Phrynobatrachus elberti
- Conservation status: Data Deficient (IUCN 3.1)

Scientific classification
- Kingdom: Animalia
- Phylum: Chordata
- Class: Amphibia
- Order: Anura
- Family: Phrynobatrachidae
- Genus: Phrynobatrachus
- Species: P. elberti
- Binomial name: Phrynobatrachus elberti (Ahl, 1925)
- Synonyms: Hylarthroleptis elberti Ahl, 1925 "1923" ;

= Phrynobatrachus elberti =

- Authority: (Ahl, 1925)
- Conservation status: DD

Species of frog

Phrynobatrachus elberti is a species of frog in the family Phrynobatrachidae. It is endemic to the Central African Republic and only known from its type locality, Bouala (originally spelled "Buala"), at 998 m above sea level on the Ouham River. The specific name elberti honours Johannes Elbert, a German naturalist who visited Kamerun in 1914. Common name Elbert's river frog has been coined for this species.

==Taxonomy==
Phrynobatrachus elberti was described as Hylarthroleptis elberti by German zoologist Ernst Ahl in 1925 based on seventeen syntypes. It was transferred to Phrynobatrachus in 1938 by Kurt Deckert.

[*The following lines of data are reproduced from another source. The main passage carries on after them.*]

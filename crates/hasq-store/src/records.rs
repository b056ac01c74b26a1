//! Records kept next to the chain rows: registered tokens and issued keys.

use serde::{Deserialize, Serialize};
use std::fmt;

use hasq_core::{Key, Token};

/// Identifies whoever holds a key. Opaque to the protocol.
#[derive(Clone, PartialEq, Eq, Hash, PartialOrd, Ord, Serialize, Deserialize)]
#[serde(transparent)]
pub struct HolderId(String);

impl HolderId {
    pub fn new(id: impl Into<String>) -> Self {
        Self(id.into())
    }

    pub fn as_str(&self) -> &str {
        &self.0
    }
}

impl fmt::Debug for HolderId {
    fn fmt(&self, f: &mut fmt::Formatter<'_>) -> fmt::Result {
        write!(f, "HolderId({})", self.0)
    }
}

impl fmt::Display for HolderId {
    fn fmt(&self, f: &mut fmt::Formatter<'_>) -> fmt::Result {
        f.write_str(&self.0)
    }
}

impl From<&str> for HolderId {
    fn from(s: &str) -> Self {
        Self(s.to_owned())
    }
}

/// A registered token and the data it was derived from.
#[derive(Debug, Clone, PartialEq, Eq, Serialize, Deserialize)]
pub struct TokenRecord {
    /// `create_token(data)`.
    pub token: Token,

    /// Human-readable title.
    pub title: String,

    /// The raw data the token was derived from.
    pub data: Vec<u8>,
}

/// A key issued to a holder for one chain position.
#[derive(Debug, Clone, PartialEq, Eq, Serialize, Deserialize)]
pub struct KeyRecord {
    /// Chain the key belongs to.
    pub token: Token,

    /// Position the key was derived for.
    pub id: u64,

    /// The derived key.
    pub key: Key,

    /// Who the key was issued to.
    pub holder: HolderId,
}
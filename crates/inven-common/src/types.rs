use chrono::{DateTime, Utc};
use serde::{Deserialize, Serialize};
use std::collections::HashMap;

/// One unit of collected host inventory data.
///
/// An item is produced by a gatherer, admitted (or dropped) by the size
/// guard, and handed to the uploader. It is immutable once produced.
#[derive(Debug, Clone, PartialEq, Eq, Serialize, Deserialize)]
pub struct Item {
    /// Inventory type tag (e.g., `"Host:Network"`, `"Custom:licenses"`).
    pub name: String,
    /// Schema version of the serialized payload.
    pub schema_version: String,
    /// Serialized payload. Opaque to the core; each gatherer defines its own
    /// content format.
    pub content: String,
    /// When the gatherer captured this data.
    pub captured_at: DateTime<Utc>,
}

impl Item {
    /// Payload size as counted by the upload size guard.
    ///
    /// The ceiling applies to the serialized content; the type tag and
    /// schema version are fixed per-item overhead the backend does not
    /// meter.
    pub fn size_bytes(&self) -> usize {
        self.content.len()
    }
}

/// Whether a gatherer is enabled for collection by the operator policy.
///
/// # Examples
///
/// ```
/// use inven_common::types::CollectionState;
///
/// let state: CollectionState = "Enabled".parse().unwrap();
/// assert_eq!(state, CollectionState::Enabled);
/// assert_eq!(state.to_string(), "enabled");
/// ```
#[derive(Debug, Clone, Copy, PartialEq, Eq, Serialize, Deserialize)]
#[serde(rename_all = "lowercase")]
pub enum CollectionState {
    #[serde(alias = "Enabled")]
    Enabled,
    #[serde(alias = "Disabled")]
    Disabled,
}

impl Default for CollectionState {
    fn default() -> Self {
        CollectionState::Disabled
    }
}

impl std::fmt::Display for CollectionState {
    fn fmt(&self, f: &mut std::fmt::Formatter<'_>) -> std::fmt::Result {
        match self {
            CollectionState::Enabled => write!(f, "enabled"),
            CollectionState::Disabled => write!(f, "disabled"),
        }
    }
}

impl std::str::FromStr for CollectionState {
    type Err = String;

    fn from_str(s: &str) -> Result<Self, Self::Err> {
        match s.to_lowercase().as_str() {
            "enabled" => Ok(CollectionState::Enabled),
            "disabled" => Ok(CollectionState::Disabled),
            _ => Err(format!("unknown collection state: {s}")),
        }
    }
}

/// Per-gatherer settings from the operator policy.
///
/// `collection` is the only field the core interprets; `filters` and
/// `location` are passed through to the gatherer unmodified.
#[derive(Debug, Clone, Default, PartialEq, Eq, Serialize, Deserialize)]
pub struct GathererConfig {
    #[serde(default)]
    pub collection: CollectionState,
    /// Gatherer-specific filter expression (e.g., a package name prefix).
    #[serde(default)]
    pub filters: Option<String>,
    /// Gatherer-specific source location (e.g., a custom inventory directory).
    #[serde(default)]
    pub location: Option<String>,
}

impl GathererConfig {
    pub fn enabled() -> Self {
        Self {
            collection: CollectionState::Enabled,
            ..Self::default()
        }
    }
}

/// Operator-declared collection configuration for one run.
///
/// Maps gatherer name to its [`GathererConfig`]. Keys are unique and
/// insertion order is irrelevant. The document is parsed by an external
/// loader; semantic validation against the capability sets is the core's
/// job.
#[derive(Debug, Clone, Default, Serialize, Deserialize)]
pub struct Policy {
    #[serde(default)]
    pub gatherers: HashMap<String, GathererConfig>,
}

#[cfg(test)]
mod tests {
    use super::*;
    use chrono::Utc;

    #[test]
    fn collection_state_parse_and_display() {
        assert_eq!(
            "Enabled".parse::<CollectionState>().unwrap(),
            CollectionState::Enabled
        );
        assert_eq!(
            "disabled".parse::<CollectionState>().unwrap(),
            CollectionState::Disabled
        );
        assert!("sometimes".parse::<CollectionState>().is_err());
        assert_eq!(CollectionState::Enabled.to_string(), "enabled");
    }

    #[test]
    fn policy_deserializes_operator_document() {
        let doc = r#"{
            "gatherers": {
                "os": { "collection": "Enabled" },
                "application": { "collection": "enabled", "filters": "lib" },
                "custom": { "collection": "disabled", "location": "/var/lib/inven/custom" }
            }
        }"#;
        let policy: Policy = serde_json::from_str(doc).unwrap();
        assert_eq!(policy.gatherers.len(), 3);
        assert_eq!(
            policy.gatherers["os"].collection,
            CollectionState::Enabled
        );
        assert_eq!(policy.gatherers["application"].filters.as_deref(), Some("lib"));
        assert_eq!(
            policy.gatherers["custom"].collection,
            CollectionState::Disabled
        );
    }

    #[test]
    fn config_collection_defaults_to_disabled() {
        let config: GathererConfig = serde_json::from_str("{}").unwrap();
        assert_eq!(config.collection, CollectionState::Disabled);
    }

    #[test]
    fn item_size_counts_content_bytes() {
        let item = Item {
            name: "Host:OperatingSystem".to_string(),
            schema_version: "1.0".to_string(),
            content: "0123456789".to_string(),
            captured_at: Utc::now(),
        };
        assert_eq!(item.size_bytes(), 10);
    }
}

There are doubts about its taxonomic validity.

==Description==
Phrynobatrachus elberti resembles Phrynobatrachus graueri and Phrynobatrachus brongersmai, but has interorbital space that is about twice as wide as the upper eyelid.

==Ecology==
There are no observations of this species after its discovery, and its ecology is essentially unknown.